**What to produce:** For the data below, please report each line where the word "configured" is found.

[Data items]

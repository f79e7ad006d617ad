//! HTTP server startup and lifecycle management.

use std::time::Duration;

use axum::Router;
use tokio::net::TcpListener;

use crate::config::ServerConfig;
use crate::server::{
    Result, ServerError, TRACING_TARGET_SHUTDOWN, TRACING_TARGET_STARTUP, shutdown_signal,
};

/// Starts an HTTP server with graceful shutdown.
///
/// Binds to the configured address and serves requests until a shutdown
/// signal is received; in-flight requests get the configured grace period.
pub(crate) async fn serve_http(app: Router, config: ServerConfig) -> Result<()> {
    let addr = config.server_addr();

    let listener = match TcpListener::bind(addr).await {
        Ok(listener) => listener,
        Err(source) => {
            tracing::error!(
                target: TRACING_TARGET_STARTUP,
                addr = %addr,
                error = %source,
                "failed to bind to address"
            );
            return Err(ServerError::Bind { addr, source });
        }
    };

    tracing::info!(
        target: TRACING_TARGET_STARTUP,
        addr = %addr,
        "server is ready and listening for connections"
    );

    if config.binds_to_all_interfaces() {
        tracing::warn!(
            target: TRACING_TARGET_STARTUP,
            "server is bound to all interfaces; ensure firewall rules are properly configured"
        );
    }

    let shutdown_timeout = Duration::from_secs(config.shutdown_timeout);

    axum::serve(listener, app)
        .with_graceful_shutdown(shutdown_signal(shutdown_timeout))
        .await
        .map_err(|err| {
            tracing::error!(
                target: TRACING_TARGET_SHUTDOWN,
                error = %err,
                "server encountered an error"
            );
            ServerError::Runtime(err)
        })?;

    tracing::info!(target: TRACING_TARGET_SHUTDOWN, "server shut down gracefully");
    Ok(())
}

**Reply:**
/// Binds to the configured address and serves requests until a shutdown
/// signal is received; in-flight requests get the configured grace period.
            "server is bound to all interfaces; ensure firewall rules are properly configured"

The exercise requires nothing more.